_YOUR ASSIGNMENT_:
Starting at the first entry, print everything through the last exactly.

*** EXERCISE MATERIALS Section Begins ***

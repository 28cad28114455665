// Unified error handling for the equity trading bot

use thiserror::Error;

/// Main error type shared across the gateway, stream, and trading core.
#[derive(Debug, Error)]
pub enum TradingError {
    // Configuration errors
    #[error("configuration error: {0}")]
    Config(String),

    // Gateway (REST API) errors
    #[error("API connection error: {0}")]
    ApiConnection(String),

    #[error("API authentication failed: {0}")]
    ApiAuthentication(String),

    #[error("API rate limit exceeded: {0}")]
    ApiRateLimit(String),

    #[error("API response error: {0}")]
    ApiResponse(String),

    #[error("API timeout: {0}")]
    ApiTimeout(String),

    #[error("order failed: {0}")]
    OrderFailed(String),

    // Streaming connection errors
    #[error("stream error: {0}")]
    Stream(String),

    // Decision-engine data errors
    #[error("insufficient data: {0}")]
    InsufficientData(String),

    #[error("ledger inconsistency: {0}")]
    LedgerInconsistency(String),

    #[error("internal error: {0}")]
    Internal(String),
}

impl TradingError {
    /// Check if the operation that produced this error is worth retrying.
    pub fn is_retryable(&self) -> bool {
        matches!(
            self,
            TradingError::ApiConnection(_)
                | TradingError::ApiRateLimit(_)
                | TradingError::ApiTimeout(_)
                | TradingError::Stream(_)
        )
    }

    /// Error category for logging and metrics.
    pub fn category(&self) -> &'static str {
        match self {
            TradingError::Config(_) => "config",

            TradingError::ApiConnection(_)
            | TradingError::ApiAuthentication(_)
            | TradingError::ApiRateLimit(_)
            | TradingError::ApiResponse(_)
            | TradingError::ApiTimeout(_) => "api",

            TradingError::OrderFailed(_) => "trading",

            TradingError::Stream(_) => "stream",

            TradingError::InsufficientData(_) | TradingError::LedgerInconsistency(_) => "data",

            TradingError::Internal(_) => "internal",
        }
    }
}

impl From<reqwest::Error> for TradingError {
    fn from(err: reqwest::Error) -> Self {
        if err.is_timeout() {
            TradingError::ApiTimeout(err.to_string())
        } else if err.is_connect() {
            TradingError::ApiConnection(err.to_string())
        } else if err.is_status() {
            TradingError::ApiResponse(err.to_string())
        } else {
            TradingError::ApiConnection(err.to_string())
        }
    }
}

impl From<tokio_tungstenite::tungstenite::Error> for TradingError {
    fn from(err: tokio_tungstenite::tungstenite::Error) -> Self {
        TradingError::Stream(err.to_string())
    }
}

impl From<serde_json::Error> for TradingError {
    fn from(err: serde_json::Error) -> Self {
        TradingError::ApiResponse(format!("JSON parse error: {}", err))
    }
}

impl From<crate::config::ConfigError> for TradingError {
    fn from(err: crate::config::ConfigError) -> Self {
        TradingError::Config(err.to_string())
    }
}

/// Result type alias using TradingError
pub type TradingResult<T> = Result<T, TradingError>;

*** EXERCISE MATERIALS Section Ends ***

_ANSWER SPACE_:
repository 28cad28114455665
// Unified error handling for the equity trading bot

use thiserror::Error;

/// Main error type shared across the gateway, stream, and trading core.
#[derive(Debug, Error)]
pub enum TradingError {
    // Configuration errors
    #[error("configuration error: {0}")]
    Config(String),

    // Gateway (REST API) errors
    #[error("API connection error: {0}")]
    ApiConnection(String),

    #[error("API authentication failed: {0}")]
    ApiAuthentication(String),

    #[error("API rate limit exceeded: {0}")]
    ApiRateLimit(String),

    #[error("API response error: {0}")]
    ApiResponse(String),

    #[error("API timeout: {0}")]
    ApiTimeout(String),

    #[error("order failed: {0}")]
    OrderFailed(String),

    // Streaming connection errors
    #[error("stream error: {0}")]
    Stream(String),

    // Decision-engine data errors
    #[error("insufficient data: {0}")]
    InsufficientData(String),

    #[error("ledger inconsistency: {0}")]
    LedgerInconsistency(String),

    #[error("internal error: {0}")]
    Internal(String),
}

impl TradingError {
    /// Check if the operation that produced this error is worth retrying.
    pub fn is_retryable(&self) -> bool {
        matches!(
            self,
            TradingError::ApiConnection(_)
                | TradingError::ApiRateLimit(_)
                | TradingError::ApiTimeout(_)
                | TradingError::Stream(_)
        )
    }

    /// Error category for logging and metrics.
    pub fn category(&self) -> &'static str {
        match self {
            TradingError::Config(_) => "config",

            TradingError::ApiConnection(_)
            | TradingError::ApiAuthentication(_)
            | TradingError::ApiRateLimit(_)
            | TradingError::ApiResponse(_)
            | TradingError::ApiTimeout(_) => "api",

            TradingError::OrderFailed(_) => "trading",

            TradingError::Stream(_) => "stream",

            TradingError::InsufficientData(_) | TradingError::LedgerInconsistency(_) => "data",

            TradingError::Internal(_) => "internal",
        }
    }
}

impl From<reqwest::Error> for TradingError {
    fn from(err: reqwest::Error) -> Self {
        if err.is_timeout() {
            TradingError::ApiTimeout(err.to_string())
        } else if err.is_connect() {
            TradingError::ApiConnection(err.to_string())
        } else if err.is_status() {
            TradingError::ApiResponse(err.to_string())
        } else {
            TradingError::ApiConnection(err.to_string())
        }
    }
}

impl From<tokio_tungstenite::tungstenite::Error> for TradingError {
    fn from(err: tokio_tungstenite::tungstenite::Error) -> Self {
        TradingError::Stream(err.to_string())
    }
}

impl From<serde_json::Error> for TradingError {
    fn from(err: serde_json::Error) -> Self {
        TradingError::ApiResponse(format!("JSON parse error: {}", err))
    }
}

impl From<crate::config::ConfigError> for TradingError {
    fn from(err: crate::config::ConfigError) -> Self {
        TradingError::Config(err.to_string())
    }
}

/// Result type alias using TradingError
pub type TradingResult<T> = Result<T, TradingError>;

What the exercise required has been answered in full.